==== THE DATA

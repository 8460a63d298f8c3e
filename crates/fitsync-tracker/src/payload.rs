//! Upload payload encoding.
//!
//! A payload goes out as one burst: a nine-byte header packet followed by the
//! payload in eight-byte chunks, each behind a control byte.

use ant_protocol::{xor_sum, BURST_LAST_PACKET, BURST_PACKET_SIZE};

use crate::error::{TrackerError, TrackerResult};

/// Largest payload the one-byte header length can describe.
pub const MAX_PAYLOAD_LEN: usize = u8::MAX as usize;

const CHUNK_DATA_LEN: usize = BURST_PACKET_SIZE - 1;
const HEADER_FLAG: u8 = 0x80;
const CHUNK_PREFIXES: [u8; 3] = [0x20, 0x40, 0x60];

/// A payload ready to be encoded for upload.
#[derive(Debug, Clone, Copy)]
pub struct TrackerPayload<'a> {
    /// Packet id carried in the header.
    pub packet_id: u8,
    /// Channel number OR'd into each chunk prefix.
    pub channel: u8,
    /// The payload.
    pub data: &'a [u8],
}

impl TrackerPayload<'_> {
    /// Encode header and chunks as one burst buffer of nine-byte packets.
    pub fn encode(&self) -> TrackerResult<Vec<u8>> {
        let len = u8::try_from(self.data.len()).map_err(|_| TrackerError::PayloadTooLarge {
            len: self.data.len(),
            max: MAX_PAYLOAD_LEN,
        })?;

        let chunks = self.data.len().div_ceil(CHUNK_DATA_LEN);
        let mut out = Vec::with_capacity((chunks + 1) * BURST_PACKET_SIZE);
        out.extend_from_slice(&[
            0x00,
            self.packet_id,
            HEADER_FLAG,
            len,
            0,
            0,
            0,
            0,
            xor_sum(self.data),
        ]);

        for (index, chunk) in self.data.chunks(CHUNK_DATA_LEN).enumerate() {
            let mut prefix = CHUNK_PREFIXES[index % CHUNK_PREFIXES.len()] | self.channel;
            if index + 1 == chunks {
                prefix |= BURST_LAST_PACKET;
            }
            let start = out.len();
            out.push(prefix);
            out.extend_from_slice(chunk);
            out.resize(start + BURST_PACKET_SIZE, 0);
        }

        Ok(out)
    }
}

#[cfg(test)]
mod tests {
    use super::*;

    #[test]
    fn test_header_layout() {
        let payload = [0x01, 0x02, 0x04];
        let out = TrackerPayload {
            packet_id: 0x3A,
            channel: 0,
            data: &payload,
        }
        .encode()
        .unwrap();

        assert_eq!(&out[..9], &[0x00, 0x3A, 0x80, 3, 0, 0, 0, 0, 0x07]);
        assert_eq!(&out[9..], &[0xA0, 0x01, 0x02, 0x04, 0, 0, 0, 0, 0]);
    }

    #[test]
    fn test_chunk_prefixes_rotate() {
        let payload: Vec<u8> = (1..=30).collect();
        let out = TrackerPayload {
            packet_id: 0x38,
            channel: 0x01,
            data: &payload,
        }
        .encode()
        .unwrap();

        // Header plus four chunks, each padded to nine bytes.
        assert_eq!(out.len(), 5 * 9);
        let prefixes: Vec<u8> = out.chunks(9).skip(1).map(|c| c[0]).collect();
        assert_eq!(prefixes, vec![0x21, 0x41, 0x61, 0xA1]);
        assert_eq!(&out[36..], &[0xA1, 25, 26, 27, 28, 29, 30, 0, 0]);
    }

    #[test]
    fn test_exact_multiple_marks_last_chunk() {
        let payload = [0xFFu8; 16];
        let out = TrackerPayload {
            packet_id: 0x38,
            channel: 0,
            data: &payload,
        }
        .encode()
        .unwrap();
        assert_eq!(out.len(), 27);
        assert_eq!(out[9], 0x20);
        assert_eq!(out[18], 0xC0);
    }

    #[test]
    fn test_payload_too_large() {
        let payload = vec![0u8; 256];
        let err = TrackerPayload {
            packet_id: 0x38,
            channel: 0,
            data: &payload,
        }
        .encode()
        .unwrap_err();
        assert!(matches!(
            err,
            TrackerError::PayloadTooLarge { len: 256, max: 255 }
        ));
    }
}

========

» **ABOUT THIS EXERCISE**: All the entries must be retyped exactly.

» **ANSWER TO THIS PROBLEM**:
repository 8460a63d298f8c3e
filename crates/fitsync-tracker/src/payload.rs
//! Upload payload encoding.
//!
//! A payload goes out as one burst: a nine-byte header packet followed by the
//! payload in eight-byte chunks, each behind a control byte.

use ant_protocol::{xor_sum, BURST_LAST_PACKET, BURST_PACKET_SIZE};

use crate::error::{TrackerError, TrackerResult};

/// Largest payload the one-byte header length can describe.
pub const MAX_PAYLOAD_LEN: usize = u8::MAX as usize;

const CHUNK_DATA_LEN: usize = BURST_PACKET_SIZE - 1;
const HEADER_FLAG: u8 = 0x80;
const CHUNK_PREFIXES: [u8; 3] = [0x20, 0x40, 0x60];

/// A payload ready to be encoded for upload.
#[derive(Debug, Clone, Copy)]
pub struct TrackerPayload<'a> {
    /// Packet id carried in the header.
    pub packet_id: u8,
    /// Channel number OR'd into each chunk prefix.
    pub channel: u8,
    /// The payload.
    pub data: &'a [u8],
}

impl TrackerPayload<'_> {
    /// Encode header and chunks as one burst buffer of nine-byte packets.
    pub fn encode(&self) -> TrackerResult<Vec<u8>> {
        let len = u8::try_from(self.data.len()).map_err(|_| TrackerError::PayloadTooLarge {
            len: self.data.len(),
            max: MAX_PAYLOAD_LEN,
        })?;

        let chunks = self.data.len().div_ceil(CHUNK_DATA_LEN);
        let mut out = Vec::with_capacity((chunks + 1) * BURST_PACKET_SIZE);
        out.extend_from_slice(&[
            0x00,
            self.packet_id,
            HEADER_FLAG,
            len,
            0,
            0,
            0,
            0,
            xor_sum(self.data),
        ]);

        for (index, chunk) in self.data.chunks(CHUNK_DATA_LEN).enumerate() {
            let mut prefix = CHUNK_PREFIXES[index % CHUNK_PREFIXES.len()] | self.channel;
            if index + 1 == chunks {
                prefix |= BURST_LAST_PACKET;
            }
            let start = out.len();
            out.push(prefix);
            out.extend_from_slice(chunk);
            out.resize(start + BURST_PACKET_SIZE, 0);
        }

        Ok(out)
    }
}

#[cfg(test)]
mod tests {
    use super::*;

    #[test]
    fn test_header_layout() {
        let payload = [0x01, 0x02, 0x04];
        let out = TrackerPayload {
            packet_id: 0x3A,
            channel: 0,
            data: &payload,
        }
        .encode()
        .unwrap();

        assert_eq!(&out[..9], &[0x00, 0x3A, 0x80, 3, 0, 0, 0, 0, 0x07]);
        assert_eq!(&out[9..], &[0xA0, 0x01, 0x02, 0x04, 0, 0, 0, 0, 0]);
    }

    #[test]
    fn test_chunk_prefixes_rotate() {
        let payload: Vec<u8> = (1..=30).collect();
        let out = TrackerPayload {
            packet_id: 0x38,
            channel: 0x01,
            data: &payload,
        }
        .encode()
        .unwrap();

        // Header plus four chunks, each padded to nine bytes.
        assert_eq!(out.len(), 5 * 9);
        let prefixes: Vec<u8> = out.chunks(9).skip(1).map(|c| c[0]).collect();
        assert_eq!(prefixes, vec![0x21, 0x41, 0x61, 0xA1]);
        assert_eq!(&out[36..], &[0xA1, 25, 26, 27, 28, 29, 30, 0, 0]);
    }

    #[test]
    fn test_exact_multiple_marks_last_chunk() {
        let payload = [0xFFu8; 16];
        let out = TrackerPayload {
            packet_id: 0x38,
            channel: 0,
            data: &payload,
        }
        .encode()
        .unwrap();
        assert_eq!(out.len(), 27);
        assert_eq!(out[9], 0x20);
        assert_eq!(out[18], 0xC0);
    }

    #[test]
    fn test_payload_too_large() {
        let payload = vec![0u8; 256];
        let err = TrackerPayload {
            packet_id: 0x38,
            channel: 0,
            data: &payload,
        }
        .encode()
        .unwrap_err();
        assert!(matches!(
            err,
            TrackerError::PayloadTooLarge { len: 256, max: 255 }
        ));
    }
}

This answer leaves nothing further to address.